Le prix de l’euro face au dinar connaît une nouvelle progression au square d’Alger, atteignant 260 DZD à la vente. Une remontée qui intervient dans un contexte de réformes économiques ciblant le commerce informel et la régulation des devises circulant en dehors du circuit bancaire.
Au square Port-Saïd d’Alger, repère incontournable des cambistes en Algérie, l’euro a retrouvé un niveau qu’il n’avait plus atteint ces deux dernières semaines. En ce jeudi 22 mai, la monnaie européenne s’échange à 260 dinars algériens à la vente, contre 256,5 DZD à l’achat. Ce regain de valeur s’inscrit dans un environnement économique où les annonces politiques influencent fortement le comportement des acteurs du marché parallèle.
La récente déclaration du président Tebboune sur l’intégration des commerçants du cabas, souvent qualifiés de « trabendistes », dans un cadre légal sous le statut d’autoentrepreneur pourrait avoir agi comme catalyseur. Cette mesure vise à capter une partie des flux monétaires non régulés en offrant des avantages juridiques et fiscaux aux opérateurs économiques aujourd’hui hors système.
Prix de l’euro face au dinar : une reprise impulsée par des annonces réglementaires
Le prix de l’euro face au dinar sur le marché informel algérien n’est pas seulement une donnée économique. Il constitue un indicateur indirect de confiance, de dynamique migratoire et de disponibilité de devises étrangères dans le pays. Comparé au taux officiel de 149,84 DZD, le différentiel de plus de 110 dinars reflète l’écart entre l’offre réelle et la demande non satisfaite par les circuits bancaires.
La hausse actuelle, bien que mesurée, semble également influencée par la proximité des vacances d’été et les transferts d’argent en prévision des déplacements saisonniers de la diaspora algérienne, notamment installée en France. Ce facteur saisonnier vient renforcer la demande en euros, souvent convertis en dinars pour couvrir les dépenses locales.
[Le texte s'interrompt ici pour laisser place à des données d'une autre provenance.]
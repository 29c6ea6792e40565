//! OSIS book codes and osisID parsing
//!
//! Maps source book codes (`Gen`, `1Cor`, ...) to the lowercase slugs used as
//! output directory names, and turns `Book.Chapter.Verse` identifiers into
//! addresses. An unknown code is a normal outcome: the caller skips the
//! content it belongs to.

use std::collections::HashMap;
use lazy_static::lazy_static;

use crate::types::{ChapterAddress, VerseAddress};

/// OSIS book codes in canonical order
pub const BOOKS: &[(&str, &str)] = &[
    // Old Testament
    ("Gen", "genesis"), ("Exod", "exodus"), ("Lev", "leviticus"), ("Num", "numbers"),
    ("Deut", "deuteronomy"), ("Josh", "joshua"), ("Judg", "judges"), ("Ruth", "ruth"),
    ("1Sam", "1samuel"), ("2Sam", "2samuel"), ("1Kgs", "1kings"), ("2Kgs", "2kings"),
    ("1Chr", "1chronicles"), ("2Chr", "2chronicles"), ("Ezra", "ezra"), ("Neh", "nehemiah"),
    ("Esth", "esther"), ("Job", "job"), ("Ps", "psalms"), ("Prov", "proverbs"),
    ("Eccl", "ecclesiastes"), ("Song", "songofsolomon"), ("Isa", "isaiah"), ("Jer", "jeremiah"),
    ("Lam", "lamentations"), ("Ezek", "ezekiel"), ("Dan", "daniel"), ("Hos", "hosea"),
    ("Joel", "joel"), ("Amos", "amos"), ("Obad", "obadiah"), ("Jonah", "jonah"),
    ("Mic", "micah"), ("Nah", "nahum"), ("Hab", "habakkuk"), ("Zeph", "zephaniah"),
    ("Hag", "haggai"), ("Zech", "zechariah"), ("Mal", "malachi"),
    // New Testament
    ("Matt", "matthew"), ("Mark", "mark"), ("Luke", "luke"), ("John", "john"),
    ("Acts", "acts"), ("Rom", "romans"), ("1Cor", "1corinthians"), ("2Cor", "2corinthians"),
    ("Gal", "galatians"), ("Eph", "ephesians"), ("Phil", "philippians"), ("Col", "colossians"),
    ("1Thess", "1thessalonians"), ("2Thess", "2thessalonians"), ("1Tim", "1timothy"),
    ("2Tim", "2timothy"), ("Titus", "titus"), ("Phlm", "philemon"), ("Heb", "hebrews"),
    ("Jas", "james"), ("1Pet", "1peter"), ("2Pet", "2peter"), ("1John", "1john"),
    ("2John", "2john"), ("3John", "3john"), ("Jude", "jude"), ("Rev", "revelation"),
];

/// Alternate codes seen in the wild
const ALIASES: &[(&str, &str)] = &[
    ("Psa", "psalms"),
];

lazy_static! {
    static ref SLUG_BY_CODE: HashMap<&'static str, &'static str> = BOOKS
        .iter()
        .chain(ALIASES.iter())
        .copied()
        .collect();

    static ref CANONICAL_ORDER: HashMap<&'static str, usize> = BOOKS
        .iter()
        .enumerate()
        .map(|(idx, (_, slug))| (*slug, idx))
        .collect();
}

/// Why an identifier did not resolve to an address
#[derive(Debug, Clone, PartialEq, Eq)]
pub enum IdRejection {
    /// Wrong shape, non-numeric or non-positive numbers
    Malformed,
    /// Well-formed, but the book code is not in the table
    UnknownBook,
}

/// Map an OSIS book code to its output slug.
pub fn normalize_book_code(code: &str) -> Option<&'static str> {
    SLUG_BY_CODE.get(code).copied()
}

/// Position of a slug in the canonical book order, unknown slugs sort last.
pub fn canonical_index(slug: &str) -> usize {
    CANONICAL_ORDER.get(slug).copied().unwrap_or(usize::MAX)
}

/// The book table in canonical order, aliases excluded.
pub fn known_book_codes() -> impl Iterator<Item = (&'static str, &'static str)> {
    BOOKS.iter().copied()
}

/// Parse `Book.Chapter.Verse`. Trailing components are ignored.
///
/// An attribute may list several ids separated by spaces, only the first one
/// is used.
pub fn parse_verse_id(id: &str) -> Result<VerseAddress, IdRejection> {
    let parts = split_id(id);
    if parts.len() < 3 {
        return Err(IdRejection::Malformed);
    }

    let chapter = parse_positive(parts[1]).ok_or(IdRejection::Malformed)?;
    let verse = parse_positive(parts[2]).ok_or(IdRejection::Malformed)?;
    let book = normalize_book_code(parts[0]).ok_or(IdRejection::UnknownBook)?;

    Ok(VerseAddress { book, chapter, verse })
}

/// Parse `Book.Chapter`. Trailing components are ignored.
pub fn parse_chapter_id(id: &str) -> Result<ChapterAddress, IdRejection> {
    let parts = split_id(id);
    if parts.len() < 2 {
        return Err(IdRejection::Malformed);
    }

    let chapter = parse_positive(parts[1]).ok_or(IdRejection::Malformed)?;
    let book = normalize_book_code(parts[0]).ok_or(IdRejection::UnknownBook)?;

    Ok(ChapterAddress { book, chapter })
}

/// Parse a book-level id such as `John`, which may also appear as `John.1`.
pub fn parse_book_id(id: &str) -> Result<&'static str, IdRejection> {
    let parts = split_id(id);
    match parts.first() {
        Some(code) if !code.is_empty() => {
            normalize_book_code(code).ok_or(IdRejection::UnknownBook)
        }
        _ => Err(IdRejection::Malformed),
    }
}

fn split_id(id: &str) -> Vec<&str> {
    let first = id.split_whitespace().next().unwrap_or("");
    if first.is_empty() {
        return Vec::new();
    }
    first.split('.').collect()
}

fn parse_positive(s: &str) -> Option<u32> {
    match s.parse::<u32>() {
        Ok(n) if n > 0 => Some(n),
        _ => None,
    }
}

#[cfg(test)]
mod tests {
    use super::*;

    #[test]
    fn test_normalize_known_and_alias() {
        assert_eq!(normalize_book_code("Gen"), Some("genesis"));
        assert_eq!(normalize_book_code("1Cor"), Some("1corinthians"));
        assert_eq!(normalize_book_code("Ps"), Some("psalms"));
        assert_eq!(normalize_book_code("Psa"), Some("psalms"));
        assert_eq!(normalize_book_code("Xyz"), None);
        // OSIS codes are case-sensitive
        assert_eq!(normalize_book_code("gen"), None);
    }

    #[test]
    fn test_table_has_66_books_with_unique_slugs() {
        assert_eq!(BOOKS.len(), 66);
        let slugs: std::collections::HashSet<_> = BOOKS.iter().map(|(_, s)| *s).collect();
        assert_eq!(slugs.len(), 66);
    }

    #[test]
    fn test_parse_verse_id() {
        let addr = parse_verse_id("John.3.16").unwrap();
        assert_eq!(addr, VerseAddress { book: "john", chapter: 3, verse: 16 });

        let addr = parse_verse_id("1Chr.1.1.extra").unwrap();
        assert_eq!(addr, VerseAddress { book: "1chronicles", chapter: 1, verse: 1 });

        let addr = parse_verse_id(" Gen.1.1 Gen.1.2").unwrap();
        assert_eq!(addr.verse, 1);
    }

    #[test]
    fn test_parse_verse_id_rejections() {
        assert_eq!(parse_verse_id("John.3"), Err(IdRejection::Malformed));
        assert_eq!(parse_verse_id("John.x.1"), Err(IdRejection::Malformed));
        assert_eq!(parse_verse_id("John.0.1"), Err(IdRejection::Malformed));
        assert_eq!(parse_verse_id("John.1.-1"), Err(IdRejection::Malformed));
        assert_eq!(parse_verse_id(""), Err(IdRejection::Malformed));
        assert_eq!(parse_verse_id("Xyz.1.1"), Err(IdRejection::UnknownBook));
    }

    #[test]
    fn test_parse_chapter_and_book_ids() {
        assert_eq!(
            parse_chapter_id("Ps.119"),
            Ok(ChapterAddress { book: "psalms", chapter: 119 })
        );
        assert_eq!(parse_chapter_id("Ps"), Err(IdRejection::Malformed));
        assert_eq!(parse_book_id("Rev"), Ok("revelation"));
        assert_eq!(parse_book_id("Tob"), Err(IdRejection::UnknownBook));
    }

    #[test]
    fn test_canonical_index() {
        assert_eq!(canonical_index("genesis"), 0);
        assert!(canonical_index("matthew") > canonical_index("malachi"));
        assert_eq!(canonical_index("tobit"), usize::MAX);
    }
}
D’autres devises majeures affichent également une tendance haussière sur le marché parallèle, mais dans des proportions variables. Le dollar américain se négocie à 236 DZD à la vente (233 DZD à l’achat), contre un taux officiel de 133,25 DZD. La livre sterling, elle, grimpe à 302 DZD à la vente, pour un cours officiel fixé à 177,48 DZD. Le différentiel de taux de change observé sur ces monnaies traduit une anticipation continue de dépréciation du dinar sur le marché informel.
Tour d’horizon des taux de change marché parallèle vs marché officiel
Le tableau comparatif entre les taux de change des principales devises sur les deux marchés permet d’illustrer plus largement les déséquilibres existants :
Franc suisse (CHF) : 278 DZD (vente) contre 609,26 DZD au marché officiel, avec une incohérence notable due à une erreur fréquente d’indexation dans les cotations.
- Dollars canadien (CAD) : 162 DZD (vente) au square, contre 95,42 DZD dans les banques.
- Riyal saoudien (SAR) : 61,5 DZD contre 35,26 DZD officiellement.
- Yuan chinois (CNY) : 32 DZD contre 18,36 DZD.
- Dinar tunisien (TND) : 77 DZD au lieu de 44,29 DZD.
- Dirham des Émirats arabes unis (AED) : 63 DZD contre 36 DZD.
La distorsion entre les deux marchés met en évidence un accès limité aux devises via les canaux officiels, poussant particuliers et entreprises à se tourner vers le square pour satisfaire leurs besoins en importations ou en transferts de fonds.

Vers une régulation progressive de l’écosystème monétaire informel ?
Le recours récurrent au marché parallèle pour l’achat de devises en Algérie découle principalement de restrictions en matière de change pour les particuliers, d’un déficit chronique de devises étrangères dans le système bancaire, et d’une demande excédentaire structurelle, notamment alimentée par les échanges non enregistrés.
La politique de régularisation annoncée pourrait amorcer une mutation de cet écosystème en créant un pont entre l’économie informelle et le cadre légal. Si cette mesure venait à se concrétiser, elle pourrait à terme réduire la prime de change, mais sa réussite dépendra de la capacité des autorités à offrir un cadre suffisamment incitatif pour les opérateurs actuels du marché informel.
L’évolution du prix de l’euro face au dinar dans les prochaines semaines servira d’indicateur précoce pour évaluer l’efficacité de cette orientation politique. Pour l’heure, la courbe reste ascendante, sous l’effet combiné d’éléments réglementaires, de facteurs saisonniers et d’une demande persistante en devises non satisfaite par le circuit bancaire classique.